* **Activity**
Take the entries that follow and return exactly the lines from the one holding "the given endpoint" through the one holding "if let Ok(endpoint)", both included. Nothing else is needed.

* **Exercise materials**
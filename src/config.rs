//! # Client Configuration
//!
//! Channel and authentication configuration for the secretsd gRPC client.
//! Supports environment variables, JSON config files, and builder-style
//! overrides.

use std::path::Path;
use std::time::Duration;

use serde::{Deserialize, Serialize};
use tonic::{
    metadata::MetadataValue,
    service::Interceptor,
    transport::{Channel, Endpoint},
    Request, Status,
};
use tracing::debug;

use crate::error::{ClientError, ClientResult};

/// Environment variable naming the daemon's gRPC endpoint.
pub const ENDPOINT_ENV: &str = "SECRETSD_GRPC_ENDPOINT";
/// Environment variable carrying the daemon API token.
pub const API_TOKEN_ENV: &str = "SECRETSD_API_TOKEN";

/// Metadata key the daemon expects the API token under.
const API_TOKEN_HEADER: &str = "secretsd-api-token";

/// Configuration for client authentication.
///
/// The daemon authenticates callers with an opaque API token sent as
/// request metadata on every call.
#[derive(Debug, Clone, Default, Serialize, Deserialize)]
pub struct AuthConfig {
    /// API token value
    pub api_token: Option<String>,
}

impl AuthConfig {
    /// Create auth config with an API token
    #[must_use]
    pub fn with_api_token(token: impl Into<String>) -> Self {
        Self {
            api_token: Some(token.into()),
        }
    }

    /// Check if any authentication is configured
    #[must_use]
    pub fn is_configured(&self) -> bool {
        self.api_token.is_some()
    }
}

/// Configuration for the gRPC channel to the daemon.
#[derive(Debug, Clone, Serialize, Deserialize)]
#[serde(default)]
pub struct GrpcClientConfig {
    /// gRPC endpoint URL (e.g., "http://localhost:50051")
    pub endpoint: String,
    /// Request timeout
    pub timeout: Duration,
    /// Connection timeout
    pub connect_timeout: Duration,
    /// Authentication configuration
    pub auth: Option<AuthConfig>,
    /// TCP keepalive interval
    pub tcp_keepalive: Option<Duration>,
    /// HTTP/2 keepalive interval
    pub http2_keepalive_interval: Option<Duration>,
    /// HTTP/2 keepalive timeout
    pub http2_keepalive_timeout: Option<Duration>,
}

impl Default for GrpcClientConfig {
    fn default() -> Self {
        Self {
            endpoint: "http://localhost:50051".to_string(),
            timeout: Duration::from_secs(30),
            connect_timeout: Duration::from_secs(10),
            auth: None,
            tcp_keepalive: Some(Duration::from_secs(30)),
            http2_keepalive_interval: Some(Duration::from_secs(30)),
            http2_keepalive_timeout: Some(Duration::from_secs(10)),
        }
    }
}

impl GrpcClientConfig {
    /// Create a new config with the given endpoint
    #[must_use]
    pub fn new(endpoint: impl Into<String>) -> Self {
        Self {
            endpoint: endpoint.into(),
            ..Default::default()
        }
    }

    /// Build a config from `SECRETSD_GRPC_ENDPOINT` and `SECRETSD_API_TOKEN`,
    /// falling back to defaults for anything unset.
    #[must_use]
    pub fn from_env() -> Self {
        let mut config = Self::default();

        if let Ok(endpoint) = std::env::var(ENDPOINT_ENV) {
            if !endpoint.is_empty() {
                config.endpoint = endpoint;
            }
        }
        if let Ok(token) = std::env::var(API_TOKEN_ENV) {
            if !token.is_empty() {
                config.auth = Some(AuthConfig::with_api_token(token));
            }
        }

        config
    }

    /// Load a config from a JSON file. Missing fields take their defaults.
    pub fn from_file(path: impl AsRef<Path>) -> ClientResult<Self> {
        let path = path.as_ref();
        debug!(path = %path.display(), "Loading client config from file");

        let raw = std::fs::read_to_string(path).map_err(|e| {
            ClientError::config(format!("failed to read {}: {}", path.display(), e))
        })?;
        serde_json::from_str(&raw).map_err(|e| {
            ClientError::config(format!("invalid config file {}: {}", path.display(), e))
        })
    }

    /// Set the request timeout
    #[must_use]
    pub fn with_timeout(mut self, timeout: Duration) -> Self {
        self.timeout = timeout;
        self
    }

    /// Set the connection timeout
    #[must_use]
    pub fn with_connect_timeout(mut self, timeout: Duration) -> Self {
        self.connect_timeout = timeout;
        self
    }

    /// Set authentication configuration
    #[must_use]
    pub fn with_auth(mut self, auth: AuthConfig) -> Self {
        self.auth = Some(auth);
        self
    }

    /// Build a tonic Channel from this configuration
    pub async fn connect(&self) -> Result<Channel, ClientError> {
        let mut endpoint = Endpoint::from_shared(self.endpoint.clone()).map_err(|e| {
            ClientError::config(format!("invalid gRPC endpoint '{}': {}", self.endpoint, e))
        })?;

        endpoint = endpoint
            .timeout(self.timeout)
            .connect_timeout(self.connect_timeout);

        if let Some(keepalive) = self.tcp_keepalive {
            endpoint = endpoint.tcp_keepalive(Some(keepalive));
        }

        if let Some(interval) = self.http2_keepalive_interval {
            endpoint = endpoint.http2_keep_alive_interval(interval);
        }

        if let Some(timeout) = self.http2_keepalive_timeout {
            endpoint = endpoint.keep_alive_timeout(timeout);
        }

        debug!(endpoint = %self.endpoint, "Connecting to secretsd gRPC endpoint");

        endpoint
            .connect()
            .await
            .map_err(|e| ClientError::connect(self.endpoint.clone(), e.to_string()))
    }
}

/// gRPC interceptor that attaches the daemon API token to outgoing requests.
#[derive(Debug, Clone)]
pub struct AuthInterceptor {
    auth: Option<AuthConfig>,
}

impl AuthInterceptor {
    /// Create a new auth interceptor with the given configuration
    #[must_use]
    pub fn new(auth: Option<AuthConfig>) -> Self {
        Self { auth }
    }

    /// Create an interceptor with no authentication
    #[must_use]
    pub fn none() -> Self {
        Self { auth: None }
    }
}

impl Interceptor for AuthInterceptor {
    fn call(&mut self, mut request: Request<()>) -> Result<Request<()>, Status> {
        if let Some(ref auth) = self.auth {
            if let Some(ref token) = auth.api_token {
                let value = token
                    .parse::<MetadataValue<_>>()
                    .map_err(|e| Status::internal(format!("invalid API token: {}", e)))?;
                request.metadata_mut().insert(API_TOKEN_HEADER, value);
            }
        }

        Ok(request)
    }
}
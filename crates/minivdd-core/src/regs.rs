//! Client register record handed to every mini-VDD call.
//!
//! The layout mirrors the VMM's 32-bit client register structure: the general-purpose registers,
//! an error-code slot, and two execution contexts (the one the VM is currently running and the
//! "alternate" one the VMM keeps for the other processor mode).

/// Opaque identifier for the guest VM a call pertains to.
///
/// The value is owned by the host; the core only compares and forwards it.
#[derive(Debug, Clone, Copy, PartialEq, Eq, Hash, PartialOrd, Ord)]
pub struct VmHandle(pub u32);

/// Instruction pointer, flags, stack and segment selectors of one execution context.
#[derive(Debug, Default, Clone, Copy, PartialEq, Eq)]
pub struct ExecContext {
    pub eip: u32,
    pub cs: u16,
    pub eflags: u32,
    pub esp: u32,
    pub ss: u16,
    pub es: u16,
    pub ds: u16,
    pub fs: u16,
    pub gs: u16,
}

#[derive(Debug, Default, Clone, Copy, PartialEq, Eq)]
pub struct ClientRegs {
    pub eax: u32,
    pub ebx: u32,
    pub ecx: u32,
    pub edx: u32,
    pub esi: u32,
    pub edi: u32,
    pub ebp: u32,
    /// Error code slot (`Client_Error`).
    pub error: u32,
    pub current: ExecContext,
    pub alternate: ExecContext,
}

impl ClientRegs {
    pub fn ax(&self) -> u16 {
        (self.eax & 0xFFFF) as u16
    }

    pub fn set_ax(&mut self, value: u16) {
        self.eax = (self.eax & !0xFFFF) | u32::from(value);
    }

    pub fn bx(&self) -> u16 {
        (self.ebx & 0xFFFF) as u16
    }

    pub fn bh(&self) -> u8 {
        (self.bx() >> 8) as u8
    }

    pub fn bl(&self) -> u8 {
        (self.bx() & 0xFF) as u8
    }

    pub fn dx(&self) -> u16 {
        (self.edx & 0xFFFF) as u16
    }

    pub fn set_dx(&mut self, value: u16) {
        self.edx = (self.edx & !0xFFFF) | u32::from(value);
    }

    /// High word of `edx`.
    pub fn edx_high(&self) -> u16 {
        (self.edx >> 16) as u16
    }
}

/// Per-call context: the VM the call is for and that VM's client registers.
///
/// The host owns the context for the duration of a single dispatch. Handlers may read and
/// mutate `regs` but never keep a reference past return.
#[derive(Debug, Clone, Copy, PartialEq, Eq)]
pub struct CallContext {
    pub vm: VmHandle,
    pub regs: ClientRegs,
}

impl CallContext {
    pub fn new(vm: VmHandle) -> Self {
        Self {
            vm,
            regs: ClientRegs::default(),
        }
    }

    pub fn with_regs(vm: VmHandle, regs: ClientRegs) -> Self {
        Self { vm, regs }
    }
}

* **Solution below**
    /// Create a new config with the given endpoint
    #[must_use]
    pub fn new(endpoint: impl Into<String>) -> Self {
        Self {
            endpoint: endpoint.into(),
            ..Default::default()
        }
    }

    /// Build a config from `SECRETSD_GRPC_ENDPOINT` and `SECRETSD_API_TOKEN`,
    /// falling back to defaults for anything unset.
    #[must_use]
    pub fn from_env() -> Self {
        let mut config = Self::default();

        if let Ok(endpoint) = std::env::var(ENDPOINT_ENV) {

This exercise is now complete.